Chapitre 22 - Première Partie

Les buissons épineux lacéraient leurs jambes et déchiraient leurs vêtements. Léonor avançait à grandes enjambées sans s'en inquiéter, Meben inconscient sur son épaule, Énith sur les talons. Portée par la force rassurante de Lasthyr, elle ne ressentait plus ni fatigue ni douleur, malgré sa blessure et les épines enfoncées dans sa chair comme mille et une minuscules aiguilles. Elle s'efforçait de tracer un passage plus facile à emprunter pour son amie, qui la suivait la tête basse. Léonor se retournait régulièrement pour s'assurer qu'elle tenait la cadence. Énith progressait sans prononcer un mot, le visage impassible et les yeux vides, mettant un pied devant l'autre comme un somnambule.

Léonor se focalisa sur les ténèbres des bois face à elle. Les bruits des combats s'étaient tus depuis longtemps, personne ne semblait s'être lancé à leur poursuite. Pour le moment. Mais tant qu'elles en auraient la force, elles avanceraient.

L'obscurité de la forêt ne l'effrayait pas. Peut-être parce que, à l'autre bout de sa conscience, Lasthyr elle aussi marchait d'un pas soutenu et déterminé, dans un long couloir baigné de la puissante lumière bleue de la Naée. Devant elle, deux de ses congénères encadraient un Valacturien au mains rassemblées dans le dos, maintenues entre elles par un lien invisible, comme celles d'un prisonnier. Les pensées de Lasthyr étaient agitées. En elle se mêlait une foule d'émotions qu'elle n'avait pas l'habitude de côtoyer. Colère, incompréhension, regrets. Honte.

Léonor continuait sa progression, incapable de détacher son regard de celui du Valacturien qui tournait le dos à Lasthyr. Elle s'efforçait malgré tout de maintenir son allure, et surtout de ne pas foncer tout droit dans un arbre. Elle parvenait de mieux en mieux à mêler leurs deux sensations, et la puissance que la Valacturienne insufflait en elle semblait renforcer encore son acuité.

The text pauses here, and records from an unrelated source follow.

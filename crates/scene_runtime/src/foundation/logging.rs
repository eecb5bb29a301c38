//! Logging utilities and structured logging support

pub use log::{debug, info, warn, error, trace};

/// Initialize the logging system from `RUST_LOG`
pub fn init() {
    env_logger::init();
}

/// Initialize the logging system with a fallback filter
///
/// `RUST_LOG` still wins when it is set; `level` is only used when the
/// environment does not specify a filter. Safe to call more than once,
/// later calls are ignored.
pub fn init_with_level(level: &str) {
    let env = env_logger::Env::default().default_filter_or(level);
    if env_logger::Builder::from_env(env).try_init().is_err() {
        log::trace!("Logger already initialized");
    }
}
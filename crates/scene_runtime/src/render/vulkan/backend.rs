//! Vulkan render backend
//!
//! Owns the binding pool and collects the draws frame preparation emits.
//! Recording them into command buffers belongs to the renderer driving the
//! swapchain, which also tells the backend when a frame was presented or the
//! surface was rebuilt.

use std::sync::Arc;

use super::binding_pool::VulkanBindingPool;
use super::context::VulkanContext;
use super::replica_memory::VulkanReplicaMemory;
use super::VulkanResult;
use crate::render::backend::{BindingPool, DrawCommand, RenderBackend, ReplicaMemory};

/// Backend over a headless Vulkan device
pub struct VulkanBackend {
    frame: usize,
    frames_in_flight: usize,
    pool: VulkanBindingPool,
    surface_recreated: bool,
    draws: Vec<DrawCommand>,
    context: Arc<VulkanContext>,
}

impl VulkanBackend {
    /// Create a backend rendering from `replicas` with room for `max_bindings`
    pub fn new(context: Arc<VulkanContext>, replicas: &VulkanReplicaMemory, max_bindings: usize) -> VulkanResult<Self> {
        let pool = VulkanBindingPool::new(Arc::clone(&context), replicas, max_bindings)?;
        log::info!(
            "Vulkan backend on {}: {} frames in flight, {} bindings",
            context.device_name(),
            replicas.replica_count(),
            max_bindings
        );

        Ok(Self {
            frame: 0,
            frames_in_flight: replicas.replica_count().max(1),
            pool,
            surface_recreated: false,
            draws: Vec::new(),
            context,
        })
    }

    /// Move to the next replica after a present
    pub fn advance_frame(&mut self) {
        self.frame = (self.frame + 1) % self.frames_in_flight;
    }

    /// Record that the swapchain was rebuilt
    pub fn signal_surface_recreated(&mut self) {
        self.surface_recreated = true;
    }

    /// Draws collected since the last take
    pub fn draws(&self) -> &[DrawCommand] {
        &self.draws
    }

    /// Take and clear the collected draws
    pub fn take_draws(&mut self) -> Vec<DrawCommand> {
        std::mem::take(&mut self.draws)
    }

    /// The concrete pool, for texture registration
    pub fn pool(&self) -> &VulkanBindingPool {
        &self.pool
    }

    /// Mutable access to the concrete pool
    pub fn pool_mut(&mut self) -> &mut VulkanBindingPool {
        &mut self.pool
    }

    /// Device context
    pub fn context(&self) -> &Arc<VulkanContext> {
        &self.context
    }
}

impl RenderBackend for VulkanBackend {
    fn current_frame(&self) -> usize {
        self.frame
    }

    fn frames_in_flight(&self) -> usize {
        self.frames_in_flight
    }

    fn binding_pool(&mut self) -> &mut dyn BindingPool {
        &mut self.pool
    }

    fn take_surface_recreated(&mut self) -> bool {
        std::mem::take(&mut self.surface_recreated)
    }

    fn record_draw(&mut self, draw: &DrawCommand) {
        self.draws.push(draw.clone());
    }
}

C'est lui ? demanda-t-elle, bien qu'elle connût déjà la réponse.

Oui. C'est lui.

Alistar ?

— Alistar.

Qui est-il ?

Lasthyr ne répondit pas immédiatement, cherchant ses mots.

C'est une question à la réponse plus complexe qu'il n'y parait. Je te conseille de patienter encore un instant. Nous nous rendons au Valatrium où se tient une Assemblée exceptionnelle.

Une Assemblée ?

Je l'ai convoquée en urgence. J'exigerai qu'Alistar y soit jugé à la hauteur des actes immondes qu'il a commis. J'y exposerai tout ce qu'il y à savoir sur lui et ses actions. Tu comprendras tout.

D'accord.

Elle sentit une vague d'appréhension envahir Lasthyr, juste avant qu'elle n'ajoute :

D'avance, Léonor, je tiens à te demander pardon. J'espère que ta colère ne sera pas trop grande.

Ces mots la surprirent tant qu'elle perdit sa concentration quelques instants, juste assez pour que le tronc d'un acacia se dresse sur son passage avant qu'elle ne puisse l'éviter. L'impact fut amorti par les jambes de Meben qu'elle tenait en travers de son torse, mais le choc la fit tituber.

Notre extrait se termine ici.